About this task
Up to and including the line that contains "let path = Path::new(executable);", return every line from the start of the data, unchanged.

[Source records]
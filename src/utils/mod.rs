//! Utility functions for whisper

use log::debug;
use std::env;
use std::path::Path;

/// Check if an environment variable is set to a truthy value
/// Accepts: "1", "true", "on", "yes", "t" (case insensitive)
pub fn is_env_true(key: &str) -> bool {
    match env::var(key) {
        Ok(val) => {
            let val_lower = val.to_lowercase();
            matches!(val_lower.as_str(), "1" | "true" | "on" | "yes" | "t")
        }
        Err(_) => false,
    }
}

/// Read a tool override from the environment, falling back to `default`
pub fn env_or(key: &str, default: &str) -> String {
    match env::var(key) {
        Ok(val) if !val.trim().is_empty() => val,
        _ => default.to_string(),
    }
}

/// Resolve an executable name using the PATH environment variable
///
/// Explicit paths (containing a separator) are used as given, except that
/// relative ones are anchored to our current directory: tools are started
/// inside the work directory, where a relative path would no longer resolve.
/// Names that cannot be found on PATH are returned unchanged so the spawn
/// error names the tool.
pub fn resolve_executable(executable: &str) -> String {
    if executable.contains(std::path::MAIN_SEPARATOR) {
        let path = Path::new(executable);
        if path.is_relative() {
            if let Ok(cwd) = env::current_dir() {
                let anchored = cwd.join(path).to_string_lossy().to_string();
                debug!("🔍 Anchored relative tool '{}' to '{}'", executable, anchored);
                return anchored;
            }
        }
        return executable.to_string();
    }

    match which::which(executable) {
        Ok(path) => {
            let resolved = path.to_string_lossy().to_string();
            debug!("🔍 Resolved executable '{}' to '{}'", executable, resolved);
            resolved
        }
        Err(_) => {
            debug!(
                "⚠️  Could not resolve executable '{}' in PATH, using it verbatim",
                executable
            );
            executable.to_string()
        }
    }
}
//! Rebuild a flashable image from processed partition files
//!
//! The header partition is not part of the rebuilt image: output starts with the
//! kernel. Each partition is zero-padded to its declared size so the fixed
//! offsets of the layout hold no matter how small the recompressed content is.
//!
//! The image is assembled in a temporary file next to the destination and only
//! renamed over it once every partition has been written, so a failed merge
//! leaves any previous image untouched.

use super::PartitionStat;
use super::partitions::{PartitionDescriptor, validate_layout};
use super::paths::WorkPaths;
use crate::exceptions::{Result, WhisperError};
use log::{debug, info};
use std::fs::{self, File};
use std::io::{self, BufWriter, Read, Write};
use std::path::Path;
use tempfile::NamedTempFile;

/// Merge every partition but the first into `dest`
///
/// # Errors
///
/// Returns an error if:
/// - The layout is invalid
/// - A partition file is missing or unreadable
/// - A partition file is larger than its declared size
/// - The destination cannot be written or replaced
pub fn merge(
    dest: &Path,
    partitions: &[PartitionDescriptor],
    paths: &WorkPaths,
) -> Result<Vec<PartitionStat>> {
    validate_layout(partitions)?;

    info!("🧩 Merging {} partitions into {dest:?}", partitions.len().saturating_sub(1));
    let dir = match dest.parent() {
        Some(parent) if !parent.as_os_str().is_empty() => parent,
        _ => Path::new("."),
    };
    let staging = NamedTempFile::new_in(dir)?;
    // A replaced image keeps its mode instead of the temp file's 0600
    if let Ok(meta) = fs::metadata(dest) {
        staging.as_file().set_permissions(meta.permissions())?;
    }
    let mut out = BufWriter::new(staging.as_file());
    let mut stats = Vec::with_capacity(partitions.len());

    for part in partitions.iter().skip(1) {
        let data = read_processed_partition(paths, part)?;
        let padding = part.size - data.len() as u64;

        out.write_all(&data)?;
        io::copy(&mut io::repeat(0).take(padding), &mut out)?;

        debug!("Wrote {} - {} bytes", part.name, data.len());
        debug!("Padding: {:#x}", padding);

        stats.push(PartitionStat {
            name: part.name.clone(),
            bytes: data.len() as u64,
            padding,
        });
    }

    out.flush()?;
    drop(out);
    staging.persist(dest).map_err(|e| e.error)?;
    info!("✅ Padding operation success");
    Ok(stats)
}

/// Read a processed partition file, refusing anything past its declared size
fn read_processed_partition(paths: &WorkPaths, part: &PartitionDescriptor) -> Result<Vec<u8>> {
    let path = paths.partition(part);
    let file = File::open(&path).map_err(|e| {
        io::Error::new(e.kind(), format!("partition '{}' ({:?}): {e}", part.name, path))
    })?;
    let file_len = file.metadata().map(|m| m.len()).ok();

    // One byte past the limit is enough to detect an oversized file
    let mut data = Vec::new();
    file.take(part.size + 1).read_to_end(&mut data)?;

    if data.len() as u64 > part.size {
        return Err(WhisperError::PartitionTooLarge {
            partition: part.name.clone(),
            size: part.size,
            actual: file_len.unwrap_or(data.len() as u64),
        });
    }

    Ok(data)
}

#[cfg(test)]
mod tests {
    use super::*;
    use crate::firmware::defaults::IMAGE_SIZE;
    use crate::firmware::{get_partitions, split};
    use std::fs;
    use tempfile::TempDir;

    fn small_layout() -> Vec<PartitionDescriptor> {
        vec![
            PartitionDescriptor::new("hdr", 0x0, 0x4),
            PartitionDescriptor::new("kernel", 0x4, 0x10),
            PartitionDescriptor::new("rootfs", 0x14, 0x20),
        ]
    }

    #[test]
    fn test_round_trip_reproduces_image_after_header() {
        let temp = TempDir::new().unwrap();
        let mut image: Vec<u8> = (0..IMAGE_SIZE).map(|i| (i % 251) as u8).collect();
        image[0x200040] = 0x01;
        let source = temp.path().join("orig.bin");
        fs::write(&source, &image).unwrap();

        let paths = WorkPaths::new(temp.path());
        split(&source, &get_partitions(), &paths).unwrap();

        let rebuilt = temp.path().join("rebuilt.bin");
        merge(&rebuilt, &get_partitions(), &paths).unwrap();

        let rebuilt = fs::read(rebuilt).unwrap();
        assert_eq!(rebuilt.len() as u64, IMAGE_SIZE - 0x40);
        assert_eq!(&rebuilt[..], &image[0x40..]);
    }

    #[test]
    fn test_short_partition_is_zero_padded() {
        let temp = TempDir::new().unwrap();
        fs::write(temp.path().join("kernel"), [0xEEu8; 0x10]).unwrap();
        fs::write(temp.path().join("rootfs"), [0x11u8; 5]).unwrap();

        let dest = temp.path().join("out.bin");
        let stats = merge(&dest, &small_layout(), &WorkPaths::new(temp.path())).unwrap();

        let out = fs::read(&dest).unwrap();
        assert_eq!(out.len(), 0x30);
        assert_eq!(&out[..0x10], &[0xEEu8; 0x10]);
        assert_eq!(&out[0x10..0x15], &[0x11u8; 5]);
        assert!(out[0x15..].iter().all(|&b| b == 0));

        assert_eq!(stats[1].bytes, 5);
        assert_eq!(stats[1].padding, 0x20 - 5);
    }

    #[test]
    fn test_empty_partition_is_all_padding() {
        let temp = TempDir::new().unwrap();
        fs::write(temp.path().join("kernel"), b"").unwrap();
        fs::write(temp.path().join("rootfs"), [0x22u8; 0x20]).unwrap();

        let dest = temp.path().join("out.bin");
        merge(&dest, &small_layout(), &WorkPaths::new(temp.path())).unwrap();

        let out = fs::read(&dest).unwrap();
        assert!(out[..0x10].iter().all(|&b| b == 0));
        assert_eq!(&out[0x10..], &[0x22u8; 0x20]);
    }

    #[test]
    fn test_oversized_partition_is_rejected() {
        let temp = TempDir::new().unwrap();
        fs::write(temp.path().join("kernel"), [0xEEu8; 0x10]).unwrap();
        fs::write(temp.path().join("rootfs"), [0x11u8; 0x21]).unwrap();

        let dest = temp.path().join("out.bin");
        let err = merge(&dest, &small_layout(), &WorkPaths::new(temp.path())).unwrap_err();
        match err {
            WhisperError::PartitionTooLarge {
                partition,
                size,
                actual,
            } => {
                assert_eq!(partition, "rootfs");
                assert_eq!(size, 0x20);
                assert_eq!(actual, 0x21);
            }
            other => panic!("unexpected error: {other}"),
        }

    }

    #[test]
    fn test_failed_merge_keeps_previous_image() {
        let temp = TempDir::new().unwrap();
        fs::write(temp.path().join("kernel"), [0xEEu8; 0x10]).unwrap();
        fs::write(temp.path().join("rootfs"), [0x11u8; 0x21]).unwrap();
        let dest = temp.path().join("out.bin");
        fs::write(&dest, b"previous image").unwrap();

        assert!(merge(&dest, &small_layout(), &WorkPaths::new(temp.path())).is_err());

        assert_eq!(fs::read(&dest).unwrap(), b"previous image");
        // No staging file is left behind either
        let leftovers: Vec<_> = fs::read_dir(temp.path())
            .unwrap()
            .map(|e| e.unwrap().file_name())
            .filter(|name| !["kernel", "rootfs", "out.bin"].contains(&name.to_str().unwrap()))
            .collect();
        assert!(leftovers.is_empty(), "left behind: {leftovers:?}");
    }

    #[test]
    fn test_merge_replaces_existing_image() {
        let temp = TempDir::new().unwrap();
        fs::write(temp.path().join("kernel"), [1u8; 0x10]).unwrap();
        fs::write(temp.path().join("rootfs"), [2u8; 0x20]).unwrap();
        let dest = temp.path().join("out.bin");
        fs::write(&dest, vec![0xFFu8; 0x100]).unwrap();

        merge(&dest, &small_layout(), &WorkPaths::new(temp.path())).unwrap();
        assert_eq!(fs::metadata(&dest).unwrap().len(), 0x30);
    }

    #[test]
    fn test_missing_partition_file_names_partition() {
        let temp = TempDir::new().unwrap();
        fs::write(temp.path().join("kernel"), [0u8; 4]).unwrap();

        let dest = temp.path().join("out.bin");
        let err = merge(&dest, &small_layout(), &WorkPaths::new(temp.path())).unwrap_err();
        assert!(err.to_string().contains("rootfs"));
        assert!(!dest.exists());
    }

    #[test]
    fn test_header_file_is_not_required() {
        let temp = TempDir::new().unwrap();
        fs::write(temp.path().join("kernel"), [1u8; 0x10]).unwrap();
        fs::write(temp.path().join("rootfs"), [2u8; 0x20]).unwrap();

        let dest = temp.path().join("out.bin");
        assert!(merge(&dest, &small_layout(), &WorkPaths::new(temp.path())).is_ok());
        assert!(!temp.path().join("hdr").exists());
    }
}
use std::env;
use std::fs;
use std::path::Path;

fn main() {
    let version = if let Ok(v) = env::var("WHISPER_VERSION") {
        v
    } else {
        // A VERSION file next to the manifest wins over the package version
        let version_file = Path::new("VERSION");
        if version_file.exists() {
            fs::read_to_string(version_file)
                .map(|v| v.trim().to_string())
                .unwrap_or_else(|_| env::var("CARGO_PKG_VERSION").unwrap_or_default())
        } else {
            env::var("CARGO_PKG_VERSION").unwrap_or_else(|_| "0.0.1".to_string())
        }
    };

    println!("cargo:rustc-env=WHISPER_VERSION={}", version);
    println!("cargo:rerun-if-changed=VERSION");
    println!("cargo:rerun-if-env-changed=WHISPER_VERSION");
}
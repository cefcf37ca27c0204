//! Version information for the whisper binary

/// Current version, exported by build.rs (WHISPER_VERSION or the package version)
pub const VERSION: &str = env!("WHISPER_VERSION");

/// Build timestamp (set at compile time)
pub const BUILD_TIME: Option<&str> = option_env!("BUILD_TIME");

/// Git commit hash (set at compile time)
pub const GIT_COMMIT: Option<&str> = option_env!("GIT_COMMIT");

/// Get full version string with optional build information
pub fn full_version() -> String {
    let mut version = VERSION.to_string();

    if let Some(commit) = GIT_COMMIT {
        version.push_str(&format!(" ({})", &commit[..8.min(commit.len())]));
    }

    if let Some(time) = BUILD_TIME {
        version.push_str(&format!(" built {}", time));
    }

    version
}
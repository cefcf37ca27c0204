//! Path management for the work directory holding partition artifacts

use super::defaults::{EXTRACT_DIR_SUFFIX, STAGING_SUFFIX};
use super::partitions::PartitionDescriptor;
use std::path::{Path, PathBuf};

/// Resolves every transient artifact relative to one work directory
#[derive(Debug, Clone)]
pub struct WorkPaths {
    root: PathBuf,
}

impl WorkPaths {
    /// Create a new WorkPaths rooted at `root`
    pub fn new<P: AsRef<Path>>(root: P) -> Self {
        Self {
            root: root.as_ref().to_path_buf(),
        }
    }

    /// The work directory itself
    pub fn root(&self) -> &Path {
        &self.root
    }

    // ==================== Raw partition files ====================

    /// Raw partition file (`<root>/<name>`)
    pub fn partition(&self, part: &PartitionDescriptor) -> PathBuf {
        self.root.join(&part.name)
    }

    // ==================== Derived artifact names ====================
    // External tools run inside the work directory, so their argv uses the
    // bare names below rather than joined paths.

    /// Name of the extraction directory for a partition (`squashfs_1_out`)
    pub fn extract_dir_name(name: &str) -> String {
        format!("{name}{EXTRACT_DIR_SUFFIX}")
    }

    /// Name of the repack staging file for a partition (`squashfs_1_new`)
    pub fn staging_name(name: &str) -> String {
        format!("{name}{STAGING_SUFFIX}")
    }

    /// Full path of the extraction directory
    pub fn extract_dir(&self, name: &str) -> PathBuf {
        self.root.join(Self::extract_dir_name(name))
    }

    /// Full path of the repack staging file
    pub fn staging(&self, name: &str) -> PathBuf {
        self.root.join(Self::staging_name(name))
    }
}

impl Default for WorkPaths {
    fn default() -> Self {
        Self::new(".")
    }
}

#[cfg(test)]
mod tests {
    use super::WorkPaths;
    use crate::firmware::PartitionDescriptor;
    use std::path::PathBuf;

    #[test]
    fn test_paths_structure() {
        let paths = WorkPaths::new("/tmp/fw");
        let part = PartitionDescriptor::new("squashfs_1", 0x200040, 0x350000);

        assert_eq!(paths.partition(&part), PathBuf::from("/tmp/fw/squashfs_1"));
        assert_eq!(WorkPaths::extract_dir_name("jffs2"), "jffs2_out");
        assert_eq!(WorkPaths::staging_name("squashfs_1"), "squashfs_1_new");
        assert_eq!(
            paths.extract_dir("squashfs_2"),
            PathBuf::from("/tmp/fw/squashfs_2_out")
        );
        assert_eq!(
            paths.staging("squashfs_1"),
            PathBuf::from("/tmp/fw/squashfs_1_new")
        );
    }
}
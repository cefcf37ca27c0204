//! Parse `unsquashfs -s` superblock output
//!
//! The output is free text meant for humans, so only the two lines we need are
//! read and both are validated before being handed to `mksquashfs`.

use crate::exceptions::{Result, WhisperError};

/// Squashfs build parameters recovered from an existing partition
#[derive(Debug, Clone, PartialEq, Eq)]
pub struct SquashfsParams {
    /// Compressor name as accepted by `mksquashfs -comp`
    pub compression: String,
    /// Block size in bytes as accepted by `mksquashfs -b`
    pub block_size: u32,
}

const COMPRESSION_PREFIX: &str = "Compression ";
const BLOCK_SIZE_PREFIX: &str = "Block size ";

/// Extract compression and block size from `unsquashfs -s` output
///
/// Only top-level lines count: indented lines describe compressor options
/// (e.g. `\tcompression-level 9`) and are skipped.
///
/// # Errors
///
/// Returns `UnrecognizedToolOutput` if either line is missing or malformed.
pub fn parse_squashfs_params(output: &str) -> Result<SquashfsParams> {
    let mut compression = None;
    let mut block_size = None;

    for line in output.lines() {
        if line.starts_with(char::is_whitespace) {
            continue;
        }
        let line = line.trim_end();

        if compression.is_none() {
            if let Some(value) = line.strip_prefix(COMPRESSION_PREFIX) {
                compression = Some(parse_codec(value)?);
                continue;
            }
        }
        if block_size.is_none() {
            if let Some(value) = line.strip_prefix(BLOCK_SIZE_PREFIX) {
                block_size = Some(parse_block_size(value)?);
            }
        }
    }

    match (compression, block_size) {
        (Some(compression), Some(block_size)) => Ok(SquashfsParams {
            compression,
            block_size,
        }),
        (None, _) => Err(WhisperError::UnrecognizedToolOutput(
            "no 'Compression <codec>' line in unsquashfs output".to_string(),
        )),
        (_, None) => Err(WhisperError::UnrecognizedToolOutput(
            "no 'Block size <n>' line in unsquashfs output".to_string(),
        )),
    }
}

fn parse_codec(value: &str) -> Result<String> {
    let codec = value.trim();
    let valid = !codec.is_empty()
        && codec
            .chars()
            .all(|c| c.is_ascii_alphanumeric() || c == '_' || c == '-');
    if !valid {
        return Err(WhisperError::UnrecognizedToolOutput(format!(
            "unexpected compression value '{codec}'"
        )));
    }
    Ok(codec.to_string())
}

fn parse_block_size(value: &str) -> Result<u32> {
    let value = value.trim();
    match value.parse::<u32>() {
        Ok(size) if size > 0 => Ok(size),
        _ => Err(WhisperError::UnrecognizedToolOutput(format!(
            "unexpected block size value '{value}'"
        ))),
    }
}
//! Partition table for the camera firmware image
//!
//! The offsets below are the flash layout itself. They are kept as literals and
//! never derived from one another.

use super::defaults::{
    IMAGE_SIZE, JFFS2, SQUASHFS_1, SQUASHFS_2, UIMAGE_HEADER, UIMAGE_HEADER_SIZE, UIMAGE_KERNEL,
};
use crate::exceptions::{Result, WhisperError};
use log::debug;

/// A named byte range of the firmware image
#[derive(Clone, Debug, PartialEq, Eq, Hash)]
pub struct PartitionDescriptor {
    pub name: String,
    pub offset: u64,
    pub size: u64,
}

impl PartitionDescriptor {
    /// Create a new descriptor
    pub fn new<S: Into<String>>(name: S, offset: u64, size: u64) -> Self {
        Self {
            name: name.into(),
            offset,
            size,
        }
    }

    /// First byte past the end of this partition
    pub fn end(&self) -> u64 {
        self.offset + self.size
    }
}

/// Build the fixed partition table, in flash order
pub fn get_partitions() -> Vec<PartitionDescriptor> {
    let partitions = vec![
        PartitionDescriptor::new(UIMAGE_HEADER, 0x0, UIMAGE_HEADER_SIZE),
        PartitionDescriptor::new(UIMAGE_KERNEL, 0x40, 0x200000),
        PartitionDescriptor::new(SQUASHFS_1, 0x200040, 0x350000),
        PartitionDescriptor::new(SQUASHFS_2, 0x550040, 0xA0000),
        PartitionDescriptor::new(JFFS2, 0x5F0040, IMAGE_SIZE - 0x5F0040),
    ];

    for part in &partitions {
        debug!("📐 Prepared partition: {part:?}");
    }

    partitions
}

/// Look up a partition by name
pub fn find_partition<'a>(
    partitions: &'a [PartitionDescriptor],
    name: &str,
) -> Option<&'a PartitionDescriptor> {
    partitions.iter().find(|p| p.name == name)
}

/// Check that descriptors are in strictly increasing, non-overlapping order
pub fn validate_layout(partitions: &[PartitionDescriptor]) -> Result<()> {
    for pair in partitions.windows(2) {
        let (prev, next) = (&pair[0], &pair[1]);
        if next.offset < prev.end() || next.offset <= prev.offset {
            return Err(WhisperError::InvalidLayout(format!(
                "'{}' at {:#x} overlaps '{}' ending at {:#x}",
                next.name,
                next.offset,
                prev.name,
                prev.end()
            )));
        }
    }
    Ok(())
}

Problem solution
filename src/utils/mod.rs
//! Utility functions for whisper

use log::debug;
use std::env;
use std::path::Path;

/// Check if an environment variable is set to a truthy value
/// Accepts: "1", "true", "on", "yes", "t" (case insensitive)
pub fn is_env_true(key: &str) -> bool {
    match env::var(key) {
        Ok(val) => {
            let val_lower = val.to_lowercase();
            matches!(val_lower.as_str(), "1" | "true" | "on" | "yes" | "t")
        }
        Err(_) => false,
    }
}

/// Read a tool override from the environment, falling back to `default`
pub fn env_or(key: &str, default: &str) -> String {
    match env::var(key) {
        Ok(val) if !val.trim().is_empty() => val,
        _ => default.to_string(),
    }
}

/// Resolve an executable name using the PATH environment variable
///
/// Explicit paths (containing a separator) are used as given, except that
/// relative ones are anchored to our current directory: tools are started
/// inside the work directory, where a relative path would no longer resolve.
/// Names that cannot be found on PATH are returned unchanged so the spawn
/// error names the tool.
pub fn resolve_executable(executable: &str) -> String {
    if executable.contains(std::path::MAIN_SEPARATOR) {
        let path = Path::new(executable);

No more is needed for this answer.